The weather and the screams of the engine made it impossible to talk, even at the volume Kursan operated at, so we concentrated on getting as warm and comfortable as we could in a flying fridge. Kursan staggered to his feet and rummaged at the back, dragging out some canvas sheets and throwing one to each of us. I wrapped myself up, ignoring the smell of sweat and oil, and shut my eyes. And despite the noise and the endless shaking, I managed to doze off.

And dream.

*

Chinara’s last few days were a flood of despair on my part and pain on hers. Morphine kept her asleep for most of the time, and when she was awake she often didn’t recognise me. All her energies were concentrated on breathing, on hauling in the last few cubic centimetres of air, that final flailing to keep the flame alight.

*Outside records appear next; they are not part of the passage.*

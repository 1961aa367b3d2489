pub mod auth;
pub mod categories;
pub mod games;
pub mod health;
pub mod posters;

use std::sync::Arc;

use axum::{
    routing::{get, post},
    Router,
};

use crate::AppState;

pub fn create_routes() -> Router<Arc<AppState>> {
    Router::new()
        .route("/health", get(health::health_check))
        .nest("/api", api_routes())
}

fn api_routes() -> Router<Arc<AppState>> {
    Router::new()
        .route("/auth/register", post(auth::register))
        .route("/auth/login", post(auth::login))
        .route("/auth/me", get(auth::get_current_user))
        .route("/games", get(games::list_games).post(games::create_game))
        .route(
            "/games/{slug}",
            get(games::show_game)
                .put(games::update_game)
                .delete(games::delete_game),
        )
        .route("/admin/games", get(games::admin_list_games))
        .route("/admin/games/{slug}", get(games::admin_show_game))
        .route(
            "/categories",
            get(categories::list_categories).post(categories::create_category),
        )
        .route("/posters", post(posters::upload_poster))
}
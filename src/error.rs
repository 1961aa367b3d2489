use axum::{
    http::StatusCode,
    response::{IntoResponse, Response},
    Json,
};
use serde_json::json;
use thiserror::Error;

use crate::catalog::{FieldError, RepositoryError, SearchError};

/// Errors returned by HTTP handlers
#[derive(Debug, Error)]
pub enum AppError {
    #[error(transparent)]
    Search(#[from] SearchError),

    #[error("validation failed")]
    Validation(Vec<FieldError>),

    #[error("{0}")]
    Unauthorized(String),

    #[error("{0} not found")]
    NotFound(String),

    #[error("{0}")]
    Conflict(String),

    #[error("{0}")]
    BadRequest(String),

    #[error("database unavailable: {0}")]
    Unavailable(String),

    #[error("database error: {0}")]
    Database(sqlx::Error),

    #[error("internal error: {0}")]
    Internal(#[from] anyhow::Error),
}

impl From<sqlx::Error> for AppError {
    fn from(err: sqlx::Error) -> Self {
        // Same outage classification as the search path
        match RepositoryError::from(err) {
            RepositoryError::Unavailable(message) => AppError::Unavailable(message),
            RepositoryError::Database(err) => {
                if let sqlx::Error::Database(db_err) = &err {
                    if db_err.is_unique_violation() {
                        return AppError::Conflict(
                            "a record with the same unique value already exists".to_string(),
                        );
                    }
                }
                AppError::Database(err)
            }
        }
    }
}

impl From<Vec<FieldError>> for AppError {
    fn from(errors: Vec<FieldError>) -> Self {
        AppError::Validation(errors)
    }
}

impl AppError {
    pub fn status_code(&self) -> StatusCode {
        match self {
            AppError::Search(SearchError::PersistenceUnavailable(_))
            | AppError::Unavailable(_) => StatusCode::SERVICE_UNAVAILABLE,
            AppError::Search(_) | AppError::BadRequest(_) => StatusCode::BAD_REQUEST,
            AppError::Validation(_) => StatusCode::UNPROCESSABLE_ENTITY,
            AppError::Unauthorized(_) => StatusCode::UNAUTHORIZED,
            AppError::NotFound(_) => StatusCode::NOT_FOUND,
            AppError::Conflict(_) => StatusCode::CONFLICT,
            AppError::Database(_) | AppError::Internal(_) => StatusCode::INTERNAL_SERVER_ERROR,
        }
    }
}

impl IntoResponse for AppError {
    fn into_response(self) -> Response {
        let status = self.status_code();

        // Server-side details are logged, never sent to the client
        let message = if status.is_server_error() {
            tracing::error!("Request failed: {}", self);
            status
                .canonical_reason()
                .unwrap_or("Internal Server Error")
                .to_string()
        } else {
            tracing::debug!("Request rejected: {}", self);
            self.to_string()
        };

        let details = match &self {
            AppError::Validation(errors) => json!(errors),
            _ => serde_json::Value::Null,
        };

        (status, Json(json!({ "error": message, "details": details }))).into_response()
    }
}
use std::sync::Arc;

use axum::{
    extract::{Path, RawQuery, State},
    http::StatusCode,
    Json,
};
use serde::Serialize;
use uuid::Uuid;

use super::posters;
use crate::{
    auth::AdminUser,
    catalog::{self, FieldError, GameForm, GameQuery, GameSearchParams},
    db,
    error::AppError,
    models::Game,
    AppState,
};

/// Search results plus the normalized query, so a client can re-fill its form
#[derive(Debug, Serialize)]
pub struct GameListResponse {
    pub games: Vec<Game>,
    /// Games on this page
    pub count: usize,
    /// Matches across every page
    pub total: u64,
    pub query: GameQuery,
}

fn parse_query(raw: Option<String>) -> Result<GameQuery, AppError> {
    let params = GameSearchParams::from_query_string(raw.as_deref().unwrap_or_default())?;
    Ok(GameQuery::from_params(params)?)
}

async fn list_response(
    state: &AppState,
    query: GameQuery,
) -> Result<Json<GameListResponse>, AppError> {
    let page = catalog::search_page(state.games.as_ref(), &query).await?;

    Ok(Json(GameListResponse {
        count: page.games.len(),
        total: page.total,
        games: page.games,
        query,
    }))
}

/// Public catalog search; hidden games are never listed
pub async fn list_games(
    State(state): State<Arc<AppState>>,
    RawQuery(raw): RawQuery,
) -> Result<Json<GameListResponse>, AppError> {
    let query = parse_query(raw)?.visible_only();
    list_response(&state, query).await
}

/// Admin catalog search over every game, visible or not
pub async fn admin_list_games(
    _admin: AdminUser,
    State(state): State<Arc<AppState>>,
    RawQuery(raw): RawQuery,
) -> Result<Json<GameListResponse>, AppError> {
    let query = parse_query(raw)?;
    list_response(&state, query).await
}

fn game_not_found(slug: &str) -> AppError {
    AppError::NotFound(format!("game '{}'", slug))
}

/// Hidden games do not exist as far as the public is concerned
fn visible_or_not_found(game: Game, slug: &str) -> Result<Game, AppError> {
    if game.is_visible {
        Ok(game)
    } else {
        Err(game_not_found(slug))
    }
}

/// Field errors for category ids that matched no row
fn reject_unknown_categories(missing: &[Uuid]) -> Result<(), AppError> {
    if missing.is_empty() {
        return Ok(());
    }
    Err(AppError::Validation(
        missing
            .iter()
            .map(|id| FieldError::new("categories", format!("Unknown category {}", id)))
            .collect(),
    ))
}

async fn find_game(state: &AppState, slug: &str) -> Result<Game, AppError> {
    db::queries::get_game_by_slug(&state.db, slug)
        .await?
        .ok_or_else(|| game_not_found(slug))
}

pub async fn show_game(
    State(state): State<Arc<AppState>>,
    Path(slug): Path<String>,
) -> Result<Json<Game>, AppError> {
    let game = find_game(&state, &slug).await?;
    Ok(Json(visible_or_not_found(game, &slug)?))
}

pub async fn admin_show_game(
    _admin: AdminUser,
    State(state): State<Arc<AppState>>,
    Path(slug): Path<String>,
) -> Result<Json<Game>, AppError> {
    Ok(Json(find_game(&state, &slug).await?))
}

async fn ensure_categories_exist(state: &AppState, ids: &[Uuid]) -> Result<(), AppError> {
    let missing = db::queries::find_missing_categories(&state.db, ids).await?;
    reject_unknown_categories(&missing)
}

/// Slug for `title` that no other game holds
async fn resolve_slug(
    state: &AppState,
    title: &str,
    current_game: Option<Uuid>,
) -> Result<String, AppError> {
    let base = catalog::slugify(title);
    let taken = db::queries::find_taken_slugs(&state.db, &base, current_game).await?;
    Ok(catalog::unique_slug(&base, &taken))
}

/// Delete a poster file once no game references it
async fn release_poster(state: &AppState, poster: &str) {
    match db::queries::poster_in_use(&state.db, poster).await {
        Ok(false) => posters::remove_poster(&state.config.uploads, poster).await,
        Ok(true) => tracing::debug!("Poster {} is still in use, keeping it", poster),
        Err(e) => tracing::warn!("Could not check whether poster {} is in use: {}", poster, e),
    }
}

pub async fn create_game(
    AdminUser(admin): AdminUser,
    State(state): State<Arc<AppState>>,
    Json(form): Json<GameForm>,
) -> Result<(StatusCode, Json<Game>), AppError> {
    let game = form.validate()?;
    posters::ensure_poster_exists(&state.config.uploads, &game.poster).await?;
    ensure_categories_exist(&state, &game.category_ids).await?;

    let slug = resolve_slug(&state, &game.title, None).await?;
    let created = db::queries::create_game(&state.db, &game, &slug).await?;

    tracing::info!(
        "Game '{}' created with slug {} by {}",
        created.title,
        created.slug,
        admin.username
    );

    Ok((StatusCode::CREATED, Json(created)))
}

pub async fn update_game(
    AdminUser(admin): AdminUser,
    State(state): State<Arc<AppState>>,
    Path(slug): Path<String>,
    Json(form): Json<GameForm>,
) -> Result<Json<Game>, AppError> {
    let existing = find_game(&state, &slug).await?;
    let game = form.validate()?;
    posters::ensure_poster_exists(&state.config.uploads, &game.poster).await?;
    ensure_categories_exist(&state, &game.category_ids).await?;

    let new_slug = resolve_slug(&state, &game.title, Some(existing.game_id)).await?;
    let updated = db::queries::update_game(&state.db, existing.game_id, &game, &new_slug)
        .await?
        .ok_or_else(|| game_not_found(&slug))?;

    tracing::info!(
        "Game {} updated by {} (slug {} -> {})",
        updated.game_id,
        admin.username,
        slug,
        updated.slug
    );

    if existing.poster != updated.poster {
        release_poster(&state, &existing.poster).await;
    }

    Ok(Json(updated))
}

pub async fn delete_game(
    AdminUser(admin): AdminUser,
    State(state): State<Arc<AppState>>,
    Path(slug): Path<String>,
) -> Result<StatusCode, AppError> {
    let game = find_game(&state, &slug).await?;

    if !db::queries::delete_game(&state.db, game.game_id).await? {
        return Err(game_not_found(&slug));
    }

    tracing::info!("Game '{}' deleted by {}", game.title, admin.username);
    release_poster(&state, &game.poster).await;

    Ok(StatusCode::NO_CONTENT)
}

At times, her struggles would knock her embroidered cushion to the floor, and her hand would scrabble for it, her eyes frantic until she felt the familiar material under her fingertips.

Our hospitals aren’t the best equipped, to say the least. Unwashed floors, broken windows, filthy bathrooms, even dirty operating theatres. Most families bring in a more comfortable mattress, favourite meals, home remedies to supplement the out-of-date fake medicines that the administrators buy from China. It’s not always negligence or corruption; more often than not, it’s just lack of money.

I took a month’s unpaid leave of absence, although I knew I wouldn’t need that long. Or rather, Chinara wouldn’t. I spent all my time by her bedside, catnapping in the chair I’d bullied out of a ward attendant by flashing my police card, going home only to shower, shave and change when the stink of me got too much.